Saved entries
_ _ _ _

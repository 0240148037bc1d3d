//! # Failsafe Supervisor
//!
//! Short-timeout watchdog that forces an all-stop when validated commands
//! stop arriving. Runs independently of link health: it guards against a
//! vehicle driving away on its last command, not against radio faults.

use std::time::{Duration, Instant};

use tracing::{info, warn};

/// Failsafe tunables
#[derive(Debug, Clone, Copy, PartialEq, Eq)]
pub struct FailsafeSettings {
    /// Silence after which the failsafe engages
    pub timeout: Duration,
    /// Spacing between re-triggers while the failsafe stays engaged
    pub rearm: Duration,
}

impl Default for FailsafeSettings {
    fn default() -> Self {
        Self {
            timeout: Duration::from_millis(300),
            rearm: Duration::from_millis(1000),
        }
    }
}

/// Communication-loss watchdog
#[derive(Debug)]
pub struct FailsafeSupervisor {
    settings: FailsafeSettings,
    last_valid_time: Instant,
    active: bool,
}

impl FailsafeSupervisor {
    /// Create an inactive supervisor whose timer starts at `now`
    pub fn new(settings: FailsafeSettings, now: Instant) -> Self {
        Self {
            settings,
            last_valid_time: now,
            active: false,
        }
    }

    /// Record a validated packet; clears the active state
    pub fn reset(&mut self, now: Instant) {
        self.last_valid_time = now;
        if self.active {
            self.active = false;
            info!("Failsafe cleared, valid commands resumed");
        }
    }

    /// Run once per control cycle.
    ///
    /// Returns `true` when the timeout fired on this call. After firing, the
    /// timer is pushed forward so the next trigger comes `rearm` later
    /// instead of on every cycle; the supervisor stays active meanwhile.
    pub fn check(&mut self, now: Instant) -> bool {
        if now.saturating_duration_since(self.last_valid_time) <= self.settings.timeout {
            return false;
        }

        if !self.active {
            warn!(
                "FAILSAFE engaged: no valid command for more than {} ms",
                self.settings.timeout.as_millis()
            );
            self.active = true;
        }

        self.last_valid_time = now + self.settings.rearm.saturating_sub(self.settings.timeout);
        true
    }

    pub fn is_active(&self) -> bool {
        self.active
    }

    pub fn settings(&self) -> &FailsafeSettings {
        &self.settings
    }
}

_ _ _ _

ASSIGNED TASK
From the line with "self.active = true;" through the final line of the records, return each line exactly. Leave out the rest.

RESULT OF THIS TASK
            self.active = true;
        }

        self.last_valid_time = now + self.settings.rearm.saturating_sub(self.settings.timeout);
        true
    }

    pub fn is_active(&self) -> bool {
        self.active
    }

    pub fn settings(&self) -> &FailsafeSettings {
        &self.settings
    }
}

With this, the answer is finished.